Structured learning of metric ensembles with application to person re-identification

摘要

Matching individuals across non-overlapping camera networks, known as person re-identification, is a fundamentally challenging problem due to the large visual appearance changes caused by variations of viewpoints, lighting, and occlusion. Approaches in literature can be categorized into two streams: The first stream is to develop reliable features against realistic conditions by combining several visual features in a pre-defined way; the second stream is to learn a metric from training data to ensure strong inter-class differences and intra-class similarities. However, seeking an optimal combination of visual features which is generic yet adaptive to different benchmarks is an unsolved problem, and metric learning models easily get over-fitted due to the scarcity of training data in person re-identification. In this paper, we propose two effective structured learning based approaches which explore the adaptive effects of visual features in recognizing persons in different benchmark data sets. Our framework is built on the basis of multiple low-level visual features with an optimal ensemble of their metrics. We formulate two optimization algorithms, CMC triplet and CMC top, which directly optimize evaluation measures commonly used in person re-identification, also known as the Cumulative Matching Characteristic (CMC) curve. The more standard CMC triplet formulation works on the triplet information by maximizing the relative distance between a matched pair and a mismatched pair in each triplet unit.
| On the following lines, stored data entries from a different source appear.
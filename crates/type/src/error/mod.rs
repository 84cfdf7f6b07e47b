// SPDX-License-Identifier: MIT
// Copyright (c) 2025 ReifyDB

use std::fmt::{self, Display, Formatter};

use serde::{Deserialize, Serialize};

use crate::fragment::Fragment;

mod diagnostic;
mod function;

pub use diagnostic::IntoDiagnostic;
pub use function::FunctionError;

/// A rendered-ready description of what went wrong and where.
#[derive(Debug, Clone, PartialEq, Serialize, Deserialize)]
pub struct Diagnostic {
	pub code: String,
	pub message: String,
	pub fragment: Fragment,
	pub label: Option<String>,
	pub help: Option<String>,
	pub notes: Vec<String>,
}

impl Display for Diagnostic {
	fn fmt(&self, f: &mut Formatter<'_>) -> fmt::Result {
		write!(f, "[{}] {}", self.code, self.message)?;
		if !self.fragment.is_none() {
			write!(f, "\n  --> {}", self.fragment.text())?;
		}
		if let Some(label) = &self.label {
			write!(f, "\n  = {}", label)?;
		}
		if let Some(help) = &self.help {
			write!(f, "\n  help: {}", help)?;
		}
		for note in &self.notes {
			write!(f, "\n  note: {}", note)?;
		}
		Ok(())
	}
}

#[derive(Debug, Clone, PartialEq)]
pub struct Error(pub Diagnostic);

impl Error {
	pub fn diagnostic(self) -> Diagnostic {
		self.0
	}

	pub fn code(&self) -> &str {
		&self.0.code
	}
}

impl Display for Error {
	fn fmt(&self, f: &mut Formatter<'_>) -> fmt::Result {
		Display::fmt(&self.0, f)
	}
}

impl std::error::Error for Error {}

impl From<Diagnostic> for Error {
	fn from(diagnostic: Diagnostic) -> Self {
		Error(diagnostic)
	}
}

impl From<FunctionError> for Error {
	fn from(err: FunctionError) -> Self {
		Error(err.into_diagnostic())
	}
}

/// Returns early with the given diagnostic-convertible value as an [`Error`].
#[macro_export]
macro_rules! return_error {
	($err:expr) => {
		return Err($crate::error::Error::from($err))
	};
}

/// Builds an [`Error`] from a diagnostic-convertible value.
#[macro_export]
macro_rules! error {
	($err:expr) => {
		$crate::error::Error::from($err)
	};
}
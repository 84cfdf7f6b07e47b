// SPDX-License-Identifier: AGPL-3.0-or-later
// Copyright (c) 2025 ReifyDB

//! Columnar I/O for colplug functions.
//!
//! A [`Column`] is a named sequence of [`ColumnData`] chunks that all carry
//! the same element type. Functions never look at chunk boundaries: they read
//! through [`ColumnIter`], which yields `Some(value)` or `None` (null) for
//! every logical position, and they write through [`ColumnBuilder`].

mod bitvec;
mod builder;
mod column;
pub mod container;
mod data;
mod iter;

pub use bitvec::{BitVec, BitVecInner, BitVecIter};
pub use builder::{ColumnBuilder, Push};
pub use column::Column;
pub use data::ColumnData;
pub use iter::{ColumnIter, F64Iter, ValueRef};
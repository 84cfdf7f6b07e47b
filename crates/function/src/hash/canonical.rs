// SPDX-License-Identifier: AGPL-3.0-or-later
// Copyright (c) 2025 ReifyDB

//! Storage-independent byte encoding of scalar values.
//!
//! Equal logical values encode to equal bytes whatever width they were stored
//! in: `Int1(7)`, `Uint8(7)` and `Int16(7)` all encode the same way, as do
//! `Float4(0.5)` and `Float8(0.5)`. Integers, floats and text carry distinct
//! tags so `7`, `7.0` and `"7"` never collide by construction.

use colplug_column::ValueRef;

const TAG_INTEGER: u8 = 0x01;
const TAG_FLOAT: u8 = 0x02;
const TAG_UTF8: u8 = 0x03;
/// Unsigned integers above `i128::MAX`, which have no `i128` form.
const TAG_WIDE_UNSIGNED: u8 = 0x04;

/// Clears `buf` and writes the canonical encoding of `value` into it.
///
/// Returns `false` without writing for booleans, which have no canonical form.
pub fn encode(value: ValueRef<'_>, buf: &mut Vec<u8>) -> bool {
	buf.clear();
	match value {
		ValueRef::Int1(v) => integer(v as i128, buf),
		ValueRef::Int2(v) => integer(v as i128, buf),
		ValueRef::Int4(v) => integer(v as i128, buf),
		ValueRef::Int8(v) => integer(v as i128, buf),
		ValueRef::Int16(v) => integer(v, buf),
		ValueRef::Uint1(v) => integer(v as i128, buf),
		ValueRef::Uint2(v) => integer(v as i128, buf),
		ValueRef::Uint4(v) => integer(v as i128, buf),
		ValueRef::Uint8(v) => integer(v as i128, buf),
		ValueRef::Uint16(v) => match i128::try_from(v) {
			Ok(v) => integer(v, buf),
			Err(_) => {
				buf.push(TAG_WIDE_UNSIGNED);
				buf.extend_from_slice(&v.to_le_bytes());
			}
		},
		ValueRef::Float4(v) => float(v as f64, buf),
		ValueRef::Float8(v) => float(v, buf),
		ValueRef::Utf8(v) => {
			buf.push(TAG_UTF8);
			buf.extend_from_slice(v.as_bytes());
		}
		ValueRef::Boolean(_) => return false,
	}
	true
}

fn integer(value: i128, buf: &mut Vec<u8>) {
	buf.push(TAG_INTEGER);
	buf.extend_from_slice(&value.to_le_bytes());
}

fn float(value: f64, buf: &mut Vec<u8>) {
	let value = if value.is_nan() {
		f64::NAN
	} else if value == 0.0 {
		// folds -0.0 into 0.0
		0.0
	} else {
		value
	};
	buf.push(TAG_FLOAT);
	buf.extend_from_slice(&value.to_bits().to_le_bytes());
}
The CMC top formulation, modeled on a structured learning of maximizing the correct identification among top candidates, is demonstrated to be more beneficial to person re-identification by directly optimizing an objective closer to the actual testing criteria. The combination of these factors leads to a person re-identification system which outperforms most existing algorithms. More importantly, we advance state-of-the-art results by improving the rank-1 recognition rates from 40% to 61% on the iLIDS benchmark, 16% to 22% on the PRID2011 benchmark, 43% to 50% on the VIPeR benchmark, 34% to 55% on the CUHK01 benchmark and 21% to 68% on the CUHK03 benchmark.